Although Costello is not one to jog on the spot, this new one – in a cover by the same artist, Tony Millionaire – feels like a companion volume in its diverse musical menu, with many of the same players back and Burnett again.
Although
this opens with the blazing rock'n'roll title track, an attack on
Wall Street bankers (“we're working every day paying off the
National Ransom”) the sounds shift from old jazzy instrumentation
(fiddle, trumpet on Jimmie Standing in the Rain) through
jaunty folk (A Slow Drag with Josephine), touches on
rockabilly for Five Small Words, lap steel-coloured barnyard
country-rock (I Lost You), white-knuckle folk, Fifties rock . . .

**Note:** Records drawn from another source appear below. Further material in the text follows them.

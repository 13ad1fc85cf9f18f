//! Address Book records (creator `addr`).
//!
//! ```text
//! [0..4] phone label nibbles: bits 8..12 display phone (0-4),
//!        bits 12..32 renames for Phone5..Phone1 (0-7 into PHONE_LABELS)
//! [4..8] field presence bitmap, field k present when bit 31-k is set
//! [8]    reserved
//! [9..]  one NUL-terminated value per present field, in field order
//! ```

use log::trace;

use super::{RecordContext, RecordFormat};
use crate::pdb::bits::BitReader;
use crate::pdb::types::{
    error::{PdbError, Result},
    models::FieldNames,
    records::{AddressFields, AddressRecord},
};
use crate::pdb::utils;

/// Names that the five renameable phone fields can take.
pub const PHONE_LABELS: [&str; 8] = [
    "Work", "Home", "Fax", "Other", "E-mail", "Main", "Pager", "Mobile",
];

/// Logical index of Phone1; Phone1..Phone5 are fields 3..=7.
const FIRST_PHONE: usize = 3;
const PHONE_COUNT: usize = 5;

/// Zero-cost marker struct for Address Book records.
#[derive(Debug)]
pub struct Address;

impl RecordFormat for Address {
    const DEBUG_NAME: &'static str = "Address";
    type Record = AddressRecord;

    fn decode(bytes: &[u8], ctx: &RecordContext<'_>) -> Result<AddressRecord> {
        let fixed = utils::take(bytes, 0, 9, "address record")?;
        let reader = BitReader::new(fixed);

        // Phone labels: the last nibble renames Phone1, the third Phone5.
        let display_phone = reader.uint(8, 12)? as usize;
        let mut renames = Vec::with_capacity(PHONE_COUNT);
        for phone in 0..PHONE_COUNT {
            let end = 32 - phone * 4;
            let code = reader.uint(end - 4, end)? as usize;
            let label = PHONE_LABELS.get(code).ok_or(PdbError::UnknownEnumValue {
                field: "address phone label",
                value: code as u32,
            })?;
            renames.push((FIRST_PHONE + phone, *label));
        }

        let default_names;
        let base = match ctx.labels {
            Some(labels) => labels,
            None => {
                default_names = FieldNames::default();
                &default_names
            }
        };
        let names = base.renamed(renames);

        let present = reader.sub(4, 4)?;
        let mut values = &bytes[9..];
        let mut fields = AddressFields::default();
        for field in 0..FieldNames::COUNT {
            if !present.bit(31 - field)? {
                continue;
            }
            let value = utils::read_cstr(&mut values, "address field")?;
            let name = names.get(field).unwrap_or_default().to_string();
            trace!("Address field {} ({}): {} bytes", field, name, value.len());
            fields.insert(name, utils::decode_text(value, ctx.encoding));
        }

        // Selectors past Phone5 name no phone, so there is no default field.
        let display_name = if display_phone < PHONE_COUNT {
            names.get(FIRST_PHONE + display_phone).unwrap_or_default()
        } else {
            trace!("Address display phone {} is out of range", display_phone);
            ""
        };
        let default_field = if fields.contains(display_name) {
            display_name.to_string()
        } else {
            String::new()
        };

        Ok(AddressRecord {
            fields,
            default_field,
        })
    }
}
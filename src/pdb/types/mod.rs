//! Foundational data structures and error types.

pub mod error;
pub mod models;
pub mod records;
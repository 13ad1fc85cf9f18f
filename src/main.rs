use pdb_reader::{decode_with_options, DecodeOptions};
use std::env;
use std::fs;

fn main() {
    let args: Vec<String> = env::args().collect();

    if args.len() < 2 {
        eprintln!("Usage: {} <path-to-pdb-file> [--encoding <LABEL>]", args[0]);
        std::process::exit(1);
    }

    let pdb_path = &args[1];
    let mut options = DecodeOptions::default();
    // Parse --encoding argument
    if let Some(idx) = args.iter().position(|arg| arg == "--encoding") {
        match args.get(idx + 1) {
            Some(label) => options = options.with_encoding(label),
            None => {
                eprintln!("ERROR: --encoding flag requires an argument.");
                std::process::exit(1);
            }
        }
    }

    let buffer = match fs::read(pdb_path) {
        Ok(buffer) => buffer,
        Err(e) => {
            eprintln!("ERROR: Failed to read {}", pdb_path);
            eprintln!("  {}", e);
            std::process::exit(1);
        }
    };

    match decode_with_options(&buffer, &options) {
        Ok(db) => {
            println!("{}", db);
            println!("{}", "=".repeat(60));

            let header = &db.header;
            println!("  Version: {}", header.format_version);
            if let Some(created) = header.created {
                println!("  Created: {}", created);
            }
            if let Some(modified) = header.modified {
                println!("  Modified: {}", modified);
            }
            if let Some(backed_up) = header.backed_up {
                println!("  Backed up: {}", backed_up);
            }
            println!("  Attributes: {:?}", header.attributes);
            println!();

            for (i, entry) in db.iter().enumerate() {
                let category = entry.category.as_deref().unwrap_or("?");
                let deleted = if entry.attributes.deleted { " (deleted)" } else { "" };
                match &entry.record {
                    Ok(record) => println!("  {}. [{}]{} {}", i + 1, category, deleted, record),
                    Err(e) => println!("  {}. [{}]{} ERROR: {}", i + 1, category, deleted, e),
                }
            }
        }
        Err(e) => {
            eprintln!("\nERROR: Failed to decode Palm database");
            eprintln!("  {}", e);
            std::process::exit(1);
        }
    }
}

As always Costello, who offers a
physical location for each piece in the manner of a concept album,
deals with Big Stuff: You Hung the Moon is a sad,
string-touched ballad about families trying to contact a WWI soldier
shot for deserting; a political assassination in Central America in
1951 (Bullets for the New Born King); the price of friendship
and the gossip which follows (That's Not The Part of Him You're
Leaving which could be a
companion piece to John Hiatt's She Loves the Jerk), a
film noir scenario and betrayal (All These Strangers). . .
At 16 tracks this feels very long, and
with its referencing something more of a homework assignment than the
previous album, but you can't deny Costello the breadth and depth of
his vision.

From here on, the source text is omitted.